§ **Supplied material**
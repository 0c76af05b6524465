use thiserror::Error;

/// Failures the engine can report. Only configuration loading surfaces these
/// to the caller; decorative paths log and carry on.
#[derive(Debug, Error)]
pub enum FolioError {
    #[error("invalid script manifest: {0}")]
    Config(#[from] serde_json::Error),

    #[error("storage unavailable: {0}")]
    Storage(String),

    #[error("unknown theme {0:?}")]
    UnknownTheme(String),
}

§ **Your objective**
Count how many lines in the entries contain "String", then state that number alone.

§ **Solution below**
2